-- WORK INSTRUCTIONS --
The expected answer is the set of lines in the data below between the line holding "use crate::utils::time::serialize_opt_secs;" and the line holding "pub const ALL: [EngagementFact;", inclusive, written out exactly.

-- AVAILABLE RECORDS --
----

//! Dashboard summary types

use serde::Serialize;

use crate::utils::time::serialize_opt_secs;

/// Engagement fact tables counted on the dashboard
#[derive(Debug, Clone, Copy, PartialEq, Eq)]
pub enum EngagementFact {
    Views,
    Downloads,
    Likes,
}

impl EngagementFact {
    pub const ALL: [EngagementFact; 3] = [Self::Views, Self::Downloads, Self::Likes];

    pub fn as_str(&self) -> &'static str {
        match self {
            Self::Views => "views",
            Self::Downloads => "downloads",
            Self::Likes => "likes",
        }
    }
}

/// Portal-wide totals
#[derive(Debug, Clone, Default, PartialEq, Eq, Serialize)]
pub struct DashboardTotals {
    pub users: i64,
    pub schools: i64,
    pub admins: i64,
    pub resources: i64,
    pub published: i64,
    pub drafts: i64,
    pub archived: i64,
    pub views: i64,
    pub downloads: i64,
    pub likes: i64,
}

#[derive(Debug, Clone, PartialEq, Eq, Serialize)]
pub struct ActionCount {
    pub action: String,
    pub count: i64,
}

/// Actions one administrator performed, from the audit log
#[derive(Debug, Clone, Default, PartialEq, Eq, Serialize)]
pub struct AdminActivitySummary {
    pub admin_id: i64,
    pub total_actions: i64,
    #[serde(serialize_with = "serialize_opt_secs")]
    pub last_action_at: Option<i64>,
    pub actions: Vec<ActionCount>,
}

----

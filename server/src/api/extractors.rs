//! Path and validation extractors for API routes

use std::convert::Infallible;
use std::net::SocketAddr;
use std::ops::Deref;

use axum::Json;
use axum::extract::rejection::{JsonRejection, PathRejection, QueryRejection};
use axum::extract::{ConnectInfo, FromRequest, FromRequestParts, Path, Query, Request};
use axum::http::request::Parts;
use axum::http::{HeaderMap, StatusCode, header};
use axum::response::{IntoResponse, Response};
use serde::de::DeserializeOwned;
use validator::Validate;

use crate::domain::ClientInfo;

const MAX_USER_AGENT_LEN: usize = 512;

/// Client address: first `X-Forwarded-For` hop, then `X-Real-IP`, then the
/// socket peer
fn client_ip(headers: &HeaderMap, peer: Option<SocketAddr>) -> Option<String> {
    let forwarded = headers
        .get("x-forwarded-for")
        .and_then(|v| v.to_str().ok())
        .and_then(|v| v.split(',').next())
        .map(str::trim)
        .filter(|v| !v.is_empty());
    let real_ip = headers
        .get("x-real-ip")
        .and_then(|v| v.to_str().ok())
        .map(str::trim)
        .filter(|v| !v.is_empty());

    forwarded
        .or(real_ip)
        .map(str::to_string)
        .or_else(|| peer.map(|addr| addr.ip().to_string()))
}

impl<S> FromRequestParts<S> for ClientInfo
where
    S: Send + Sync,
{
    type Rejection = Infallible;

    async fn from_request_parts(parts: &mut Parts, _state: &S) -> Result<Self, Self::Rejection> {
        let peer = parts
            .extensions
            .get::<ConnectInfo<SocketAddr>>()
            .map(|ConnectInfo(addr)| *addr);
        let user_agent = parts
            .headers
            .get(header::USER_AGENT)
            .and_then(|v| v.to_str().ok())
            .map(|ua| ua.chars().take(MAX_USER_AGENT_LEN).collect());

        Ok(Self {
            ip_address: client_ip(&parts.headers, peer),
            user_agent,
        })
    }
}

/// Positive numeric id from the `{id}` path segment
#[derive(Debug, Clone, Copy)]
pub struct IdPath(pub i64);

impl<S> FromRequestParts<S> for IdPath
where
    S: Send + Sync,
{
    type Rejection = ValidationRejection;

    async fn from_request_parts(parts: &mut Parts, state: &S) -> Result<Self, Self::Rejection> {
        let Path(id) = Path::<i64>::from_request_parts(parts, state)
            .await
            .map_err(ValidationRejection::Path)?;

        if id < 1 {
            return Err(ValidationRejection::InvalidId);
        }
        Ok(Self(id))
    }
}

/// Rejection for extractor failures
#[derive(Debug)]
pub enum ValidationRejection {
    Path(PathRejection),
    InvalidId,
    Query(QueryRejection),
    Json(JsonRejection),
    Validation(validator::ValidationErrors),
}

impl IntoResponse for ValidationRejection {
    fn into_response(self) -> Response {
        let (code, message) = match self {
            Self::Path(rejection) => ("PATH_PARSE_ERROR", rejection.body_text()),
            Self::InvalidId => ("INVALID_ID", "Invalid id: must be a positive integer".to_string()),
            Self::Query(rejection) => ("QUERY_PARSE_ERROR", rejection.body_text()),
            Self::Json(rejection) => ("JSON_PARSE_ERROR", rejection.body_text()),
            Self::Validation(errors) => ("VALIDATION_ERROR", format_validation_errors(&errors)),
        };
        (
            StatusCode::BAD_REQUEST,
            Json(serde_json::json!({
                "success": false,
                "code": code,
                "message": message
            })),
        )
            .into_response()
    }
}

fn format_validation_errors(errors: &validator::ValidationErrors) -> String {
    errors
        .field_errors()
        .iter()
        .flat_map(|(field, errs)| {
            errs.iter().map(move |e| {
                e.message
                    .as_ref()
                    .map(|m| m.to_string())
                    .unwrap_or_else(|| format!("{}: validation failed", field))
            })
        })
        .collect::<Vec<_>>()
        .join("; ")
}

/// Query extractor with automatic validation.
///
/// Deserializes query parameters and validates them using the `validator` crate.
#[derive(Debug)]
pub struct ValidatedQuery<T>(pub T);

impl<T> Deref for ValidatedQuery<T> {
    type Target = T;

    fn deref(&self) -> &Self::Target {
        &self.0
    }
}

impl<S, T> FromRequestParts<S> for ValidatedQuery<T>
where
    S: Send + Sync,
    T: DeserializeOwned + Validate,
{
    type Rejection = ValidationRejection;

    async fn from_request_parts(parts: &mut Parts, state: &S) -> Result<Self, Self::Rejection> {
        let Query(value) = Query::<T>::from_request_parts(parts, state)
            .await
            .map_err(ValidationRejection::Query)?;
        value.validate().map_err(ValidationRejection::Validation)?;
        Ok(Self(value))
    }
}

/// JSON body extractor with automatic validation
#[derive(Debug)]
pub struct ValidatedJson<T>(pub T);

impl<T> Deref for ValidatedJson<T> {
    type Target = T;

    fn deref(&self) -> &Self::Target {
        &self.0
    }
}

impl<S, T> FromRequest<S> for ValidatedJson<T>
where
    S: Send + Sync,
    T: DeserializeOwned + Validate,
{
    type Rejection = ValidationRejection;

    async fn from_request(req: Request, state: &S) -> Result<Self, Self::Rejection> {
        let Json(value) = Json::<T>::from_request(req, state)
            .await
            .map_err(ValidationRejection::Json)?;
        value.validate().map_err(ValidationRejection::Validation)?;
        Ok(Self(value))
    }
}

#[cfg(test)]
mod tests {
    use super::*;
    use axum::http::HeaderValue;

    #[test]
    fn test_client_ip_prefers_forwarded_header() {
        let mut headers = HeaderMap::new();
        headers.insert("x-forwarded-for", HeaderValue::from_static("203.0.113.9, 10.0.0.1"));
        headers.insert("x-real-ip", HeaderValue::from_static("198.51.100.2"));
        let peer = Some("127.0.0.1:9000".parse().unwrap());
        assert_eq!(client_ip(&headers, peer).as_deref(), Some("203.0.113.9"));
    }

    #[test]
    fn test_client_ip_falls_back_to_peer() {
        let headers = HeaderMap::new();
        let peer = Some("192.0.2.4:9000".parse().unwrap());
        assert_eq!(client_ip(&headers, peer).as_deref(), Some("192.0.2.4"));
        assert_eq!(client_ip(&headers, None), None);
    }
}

----

-- ANSWER TO THIS EXERCISE --
use crate::utils::time::serialize_opt_secs;

/// Engagement fact tables counted on the dashboard
#[derive(Debug, Clone, Copy, PartialEq, Eq)]
pub enum EngagementFact {
    Views,
    Downloads,
    Likes,
}

impl EngagementFact {
    pub const ALL: [EngagementFact; 3] = [Self::Views, Self::Downloads, Self::Likes];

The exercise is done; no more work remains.